### WHAT YOU SHOULD DO
In the records below, find each line containing the word "replaced" and copy it.

[Dataset entries]

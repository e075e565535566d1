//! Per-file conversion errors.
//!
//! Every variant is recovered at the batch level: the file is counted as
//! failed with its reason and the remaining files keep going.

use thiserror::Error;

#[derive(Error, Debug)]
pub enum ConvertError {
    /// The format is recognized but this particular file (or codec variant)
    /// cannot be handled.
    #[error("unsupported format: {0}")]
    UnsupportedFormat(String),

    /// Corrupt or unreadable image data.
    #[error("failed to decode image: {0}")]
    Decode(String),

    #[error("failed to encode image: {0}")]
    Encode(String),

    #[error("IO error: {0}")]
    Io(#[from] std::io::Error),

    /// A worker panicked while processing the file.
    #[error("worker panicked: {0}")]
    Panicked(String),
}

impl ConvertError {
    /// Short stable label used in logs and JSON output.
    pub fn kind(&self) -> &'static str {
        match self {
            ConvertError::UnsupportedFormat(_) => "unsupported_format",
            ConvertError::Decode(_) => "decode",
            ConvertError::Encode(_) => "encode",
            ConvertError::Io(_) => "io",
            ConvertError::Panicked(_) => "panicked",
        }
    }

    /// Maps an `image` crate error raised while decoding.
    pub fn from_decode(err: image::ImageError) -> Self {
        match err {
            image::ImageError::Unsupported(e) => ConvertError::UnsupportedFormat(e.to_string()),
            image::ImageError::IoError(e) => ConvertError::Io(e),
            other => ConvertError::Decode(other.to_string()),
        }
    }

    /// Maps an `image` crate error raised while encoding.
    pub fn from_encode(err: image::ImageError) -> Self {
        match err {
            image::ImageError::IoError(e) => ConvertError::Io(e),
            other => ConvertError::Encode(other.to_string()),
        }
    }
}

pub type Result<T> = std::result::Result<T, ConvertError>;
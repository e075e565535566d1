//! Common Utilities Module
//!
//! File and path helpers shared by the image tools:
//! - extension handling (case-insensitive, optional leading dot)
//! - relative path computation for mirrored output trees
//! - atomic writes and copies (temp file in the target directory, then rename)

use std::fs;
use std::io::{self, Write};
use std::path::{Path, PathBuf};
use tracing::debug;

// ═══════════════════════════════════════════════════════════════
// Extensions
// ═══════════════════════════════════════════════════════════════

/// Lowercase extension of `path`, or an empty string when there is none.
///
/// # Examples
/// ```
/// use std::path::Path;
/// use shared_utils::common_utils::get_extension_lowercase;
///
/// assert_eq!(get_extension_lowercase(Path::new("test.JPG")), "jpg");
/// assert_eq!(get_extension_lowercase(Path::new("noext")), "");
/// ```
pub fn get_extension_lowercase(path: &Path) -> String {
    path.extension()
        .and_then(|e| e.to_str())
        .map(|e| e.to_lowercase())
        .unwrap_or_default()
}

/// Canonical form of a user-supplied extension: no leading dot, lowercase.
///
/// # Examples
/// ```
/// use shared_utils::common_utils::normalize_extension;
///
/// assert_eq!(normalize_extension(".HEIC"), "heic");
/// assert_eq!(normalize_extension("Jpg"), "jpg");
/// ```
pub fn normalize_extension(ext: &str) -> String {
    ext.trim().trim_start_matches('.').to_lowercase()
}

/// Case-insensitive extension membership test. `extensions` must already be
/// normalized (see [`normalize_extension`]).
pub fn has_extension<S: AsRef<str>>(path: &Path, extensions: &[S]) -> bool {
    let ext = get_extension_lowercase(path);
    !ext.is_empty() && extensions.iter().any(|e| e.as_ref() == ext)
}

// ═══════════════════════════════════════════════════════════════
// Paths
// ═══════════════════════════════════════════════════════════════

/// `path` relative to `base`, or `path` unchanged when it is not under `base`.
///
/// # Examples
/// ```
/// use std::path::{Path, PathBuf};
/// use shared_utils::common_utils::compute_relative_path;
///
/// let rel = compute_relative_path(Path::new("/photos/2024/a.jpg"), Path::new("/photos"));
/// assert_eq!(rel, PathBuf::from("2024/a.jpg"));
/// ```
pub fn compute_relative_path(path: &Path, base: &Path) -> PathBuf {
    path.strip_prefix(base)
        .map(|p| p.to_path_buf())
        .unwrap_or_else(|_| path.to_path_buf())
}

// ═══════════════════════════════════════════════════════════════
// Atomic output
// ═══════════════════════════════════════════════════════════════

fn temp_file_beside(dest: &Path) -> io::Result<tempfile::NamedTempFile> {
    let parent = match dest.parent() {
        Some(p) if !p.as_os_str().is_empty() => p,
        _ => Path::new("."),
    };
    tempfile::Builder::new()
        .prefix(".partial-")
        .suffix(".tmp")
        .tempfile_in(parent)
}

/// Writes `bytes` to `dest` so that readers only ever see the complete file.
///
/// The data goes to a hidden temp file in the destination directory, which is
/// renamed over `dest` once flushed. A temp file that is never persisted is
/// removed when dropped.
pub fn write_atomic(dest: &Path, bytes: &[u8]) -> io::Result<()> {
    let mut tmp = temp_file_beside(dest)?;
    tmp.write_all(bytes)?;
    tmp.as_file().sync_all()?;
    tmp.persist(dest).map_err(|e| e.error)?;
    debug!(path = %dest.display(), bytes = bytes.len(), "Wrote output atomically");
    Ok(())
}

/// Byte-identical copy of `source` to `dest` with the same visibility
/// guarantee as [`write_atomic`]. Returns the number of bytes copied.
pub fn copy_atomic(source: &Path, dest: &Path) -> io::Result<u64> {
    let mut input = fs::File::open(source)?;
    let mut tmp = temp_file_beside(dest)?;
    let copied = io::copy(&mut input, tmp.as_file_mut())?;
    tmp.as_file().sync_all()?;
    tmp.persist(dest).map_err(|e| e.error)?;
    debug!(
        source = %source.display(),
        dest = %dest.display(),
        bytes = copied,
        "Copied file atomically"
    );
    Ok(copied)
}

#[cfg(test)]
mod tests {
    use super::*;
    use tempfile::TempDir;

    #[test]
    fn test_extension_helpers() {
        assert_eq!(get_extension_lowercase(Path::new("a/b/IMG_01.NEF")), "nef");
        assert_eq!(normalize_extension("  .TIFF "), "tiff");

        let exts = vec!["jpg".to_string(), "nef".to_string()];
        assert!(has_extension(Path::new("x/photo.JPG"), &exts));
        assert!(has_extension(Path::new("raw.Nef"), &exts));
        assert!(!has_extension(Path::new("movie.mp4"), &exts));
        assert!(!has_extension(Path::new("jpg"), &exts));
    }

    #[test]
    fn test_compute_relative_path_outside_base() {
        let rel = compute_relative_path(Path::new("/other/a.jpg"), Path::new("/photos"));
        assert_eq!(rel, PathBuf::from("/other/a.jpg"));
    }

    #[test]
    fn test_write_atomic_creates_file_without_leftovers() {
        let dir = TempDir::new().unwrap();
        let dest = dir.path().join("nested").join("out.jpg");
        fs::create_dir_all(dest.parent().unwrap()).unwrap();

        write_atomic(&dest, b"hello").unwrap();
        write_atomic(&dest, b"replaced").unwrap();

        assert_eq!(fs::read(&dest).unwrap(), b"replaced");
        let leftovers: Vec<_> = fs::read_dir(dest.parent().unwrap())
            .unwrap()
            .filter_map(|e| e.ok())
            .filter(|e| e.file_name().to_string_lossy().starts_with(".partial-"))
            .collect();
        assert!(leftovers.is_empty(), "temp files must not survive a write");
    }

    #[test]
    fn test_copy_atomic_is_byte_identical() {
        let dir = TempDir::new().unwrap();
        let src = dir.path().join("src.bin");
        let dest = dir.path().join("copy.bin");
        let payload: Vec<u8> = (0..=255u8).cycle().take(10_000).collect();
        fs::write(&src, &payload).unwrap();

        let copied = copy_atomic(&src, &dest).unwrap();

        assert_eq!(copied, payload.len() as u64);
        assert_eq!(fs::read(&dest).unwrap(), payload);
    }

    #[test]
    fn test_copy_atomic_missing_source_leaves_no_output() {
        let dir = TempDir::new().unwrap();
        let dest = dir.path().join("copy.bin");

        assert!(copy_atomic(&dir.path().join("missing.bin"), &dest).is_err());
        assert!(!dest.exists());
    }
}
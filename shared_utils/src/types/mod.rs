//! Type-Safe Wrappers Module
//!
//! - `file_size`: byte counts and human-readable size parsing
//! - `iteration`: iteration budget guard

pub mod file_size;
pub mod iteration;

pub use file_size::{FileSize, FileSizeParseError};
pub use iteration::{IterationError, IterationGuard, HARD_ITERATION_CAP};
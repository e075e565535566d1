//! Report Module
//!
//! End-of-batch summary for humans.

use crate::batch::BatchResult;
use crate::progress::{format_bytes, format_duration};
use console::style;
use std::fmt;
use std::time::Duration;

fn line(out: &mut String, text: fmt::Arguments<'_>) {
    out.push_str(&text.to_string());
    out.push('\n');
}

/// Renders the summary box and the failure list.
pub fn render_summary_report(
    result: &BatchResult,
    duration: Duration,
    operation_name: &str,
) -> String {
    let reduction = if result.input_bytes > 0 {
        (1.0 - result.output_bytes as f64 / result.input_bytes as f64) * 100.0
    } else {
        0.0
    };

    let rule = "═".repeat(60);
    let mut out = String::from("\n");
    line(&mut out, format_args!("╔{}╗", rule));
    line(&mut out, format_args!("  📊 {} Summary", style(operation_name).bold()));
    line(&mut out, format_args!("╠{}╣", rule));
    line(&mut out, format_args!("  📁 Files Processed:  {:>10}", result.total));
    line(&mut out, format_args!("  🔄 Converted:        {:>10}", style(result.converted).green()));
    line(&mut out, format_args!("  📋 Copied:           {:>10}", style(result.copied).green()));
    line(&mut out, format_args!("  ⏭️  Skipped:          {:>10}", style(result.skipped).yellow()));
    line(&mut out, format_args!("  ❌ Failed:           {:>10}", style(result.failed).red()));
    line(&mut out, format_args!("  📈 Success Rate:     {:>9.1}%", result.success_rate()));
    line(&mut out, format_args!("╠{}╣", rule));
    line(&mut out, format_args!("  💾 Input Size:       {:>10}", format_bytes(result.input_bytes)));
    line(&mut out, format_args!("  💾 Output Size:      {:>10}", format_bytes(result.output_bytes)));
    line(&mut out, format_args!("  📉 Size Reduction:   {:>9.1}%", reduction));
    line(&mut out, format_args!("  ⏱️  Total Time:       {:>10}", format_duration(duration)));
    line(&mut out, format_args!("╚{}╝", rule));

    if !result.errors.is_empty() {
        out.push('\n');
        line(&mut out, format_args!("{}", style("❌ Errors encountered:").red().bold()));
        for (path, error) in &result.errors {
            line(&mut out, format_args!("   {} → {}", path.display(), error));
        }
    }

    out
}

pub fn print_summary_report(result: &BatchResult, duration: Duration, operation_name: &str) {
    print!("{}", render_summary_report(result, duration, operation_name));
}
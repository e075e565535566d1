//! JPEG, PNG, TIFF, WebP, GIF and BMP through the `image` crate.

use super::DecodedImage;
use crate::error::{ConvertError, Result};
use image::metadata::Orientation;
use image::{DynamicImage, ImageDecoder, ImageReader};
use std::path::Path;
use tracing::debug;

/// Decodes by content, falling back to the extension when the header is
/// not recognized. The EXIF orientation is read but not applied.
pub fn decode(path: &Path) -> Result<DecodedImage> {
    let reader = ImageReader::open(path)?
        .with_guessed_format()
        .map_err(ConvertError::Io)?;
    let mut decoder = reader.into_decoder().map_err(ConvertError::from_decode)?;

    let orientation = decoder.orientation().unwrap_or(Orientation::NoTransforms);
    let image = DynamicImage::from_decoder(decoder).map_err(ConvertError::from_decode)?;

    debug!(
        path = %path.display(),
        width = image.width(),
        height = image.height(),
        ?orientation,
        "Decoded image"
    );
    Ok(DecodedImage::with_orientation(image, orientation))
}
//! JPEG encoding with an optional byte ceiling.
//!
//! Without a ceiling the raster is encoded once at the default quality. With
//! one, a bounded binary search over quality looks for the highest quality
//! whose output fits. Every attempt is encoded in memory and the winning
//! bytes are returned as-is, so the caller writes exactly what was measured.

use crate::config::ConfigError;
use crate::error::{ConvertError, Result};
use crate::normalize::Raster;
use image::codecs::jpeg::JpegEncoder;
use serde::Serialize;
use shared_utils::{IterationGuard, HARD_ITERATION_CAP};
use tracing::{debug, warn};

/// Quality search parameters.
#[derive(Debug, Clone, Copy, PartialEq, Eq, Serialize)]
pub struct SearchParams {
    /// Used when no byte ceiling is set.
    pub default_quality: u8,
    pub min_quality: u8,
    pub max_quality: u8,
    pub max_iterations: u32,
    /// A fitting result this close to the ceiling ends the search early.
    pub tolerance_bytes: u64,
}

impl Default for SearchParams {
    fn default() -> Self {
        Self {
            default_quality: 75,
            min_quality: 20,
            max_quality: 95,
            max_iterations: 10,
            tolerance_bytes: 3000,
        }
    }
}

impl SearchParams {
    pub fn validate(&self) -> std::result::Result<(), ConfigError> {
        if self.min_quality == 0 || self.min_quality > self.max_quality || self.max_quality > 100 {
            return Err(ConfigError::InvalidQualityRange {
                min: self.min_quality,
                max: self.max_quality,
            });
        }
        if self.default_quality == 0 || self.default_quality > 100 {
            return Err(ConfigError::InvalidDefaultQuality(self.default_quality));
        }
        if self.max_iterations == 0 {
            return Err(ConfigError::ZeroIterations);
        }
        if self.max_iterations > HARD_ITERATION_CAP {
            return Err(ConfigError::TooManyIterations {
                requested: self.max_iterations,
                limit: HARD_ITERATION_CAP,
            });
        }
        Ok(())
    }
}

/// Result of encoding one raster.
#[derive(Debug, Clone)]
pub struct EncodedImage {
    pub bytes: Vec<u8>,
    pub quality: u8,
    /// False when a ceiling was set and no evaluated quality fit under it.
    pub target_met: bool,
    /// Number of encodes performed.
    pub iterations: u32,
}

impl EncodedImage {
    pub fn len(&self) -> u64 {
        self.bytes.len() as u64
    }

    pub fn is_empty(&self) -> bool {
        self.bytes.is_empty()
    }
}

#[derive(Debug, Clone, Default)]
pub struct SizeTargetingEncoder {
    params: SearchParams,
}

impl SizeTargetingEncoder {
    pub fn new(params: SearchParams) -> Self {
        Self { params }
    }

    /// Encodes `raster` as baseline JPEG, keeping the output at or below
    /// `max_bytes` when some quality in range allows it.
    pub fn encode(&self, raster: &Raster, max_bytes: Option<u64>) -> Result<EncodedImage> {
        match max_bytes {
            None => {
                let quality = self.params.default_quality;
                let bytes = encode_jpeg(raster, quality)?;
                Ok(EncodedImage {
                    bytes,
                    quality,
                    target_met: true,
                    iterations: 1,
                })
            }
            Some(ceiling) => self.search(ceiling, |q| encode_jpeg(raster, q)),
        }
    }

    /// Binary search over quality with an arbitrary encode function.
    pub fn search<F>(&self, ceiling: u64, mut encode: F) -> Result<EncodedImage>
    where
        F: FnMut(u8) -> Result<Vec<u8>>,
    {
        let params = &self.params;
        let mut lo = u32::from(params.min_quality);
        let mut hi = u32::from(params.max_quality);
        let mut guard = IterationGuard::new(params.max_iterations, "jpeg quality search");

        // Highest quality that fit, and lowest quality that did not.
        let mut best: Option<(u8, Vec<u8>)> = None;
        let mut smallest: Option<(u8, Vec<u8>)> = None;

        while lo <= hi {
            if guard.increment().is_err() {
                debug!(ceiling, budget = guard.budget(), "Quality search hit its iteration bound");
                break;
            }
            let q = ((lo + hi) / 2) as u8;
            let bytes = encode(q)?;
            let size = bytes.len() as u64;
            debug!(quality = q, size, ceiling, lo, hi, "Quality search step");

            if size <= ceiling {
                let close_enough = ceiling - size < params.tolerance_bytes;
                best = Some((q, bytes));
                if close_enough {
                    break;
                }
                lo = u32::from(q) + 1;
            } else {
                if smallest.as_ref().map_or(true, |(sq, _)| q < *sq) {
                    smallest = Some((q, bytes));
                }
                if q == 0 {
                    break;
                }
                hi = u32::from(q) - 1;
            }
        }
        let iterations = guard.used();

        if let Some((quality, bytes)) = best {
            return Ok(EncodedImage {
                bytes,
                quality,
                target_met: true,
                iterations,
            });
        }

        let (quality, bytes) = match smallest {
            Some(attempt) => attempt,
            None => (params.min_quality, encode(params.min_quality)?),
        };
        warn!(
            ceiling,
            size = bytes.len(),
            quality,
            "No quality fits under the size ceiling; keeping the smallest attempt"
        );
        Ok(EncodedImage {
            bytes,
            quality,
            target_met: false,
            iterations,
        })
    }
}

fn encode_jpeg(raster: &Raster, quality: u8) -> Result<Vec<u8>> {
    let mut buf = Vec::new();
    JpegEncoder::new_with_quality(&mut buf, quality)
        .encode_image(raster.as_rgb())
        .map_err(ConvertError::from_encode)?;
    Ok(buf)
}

### TASK ANSWER
        write_atomic(&dest, b"replaced").unwrap();
        assert_eq!(fs::read(&dest).unwrap(), b"replaced");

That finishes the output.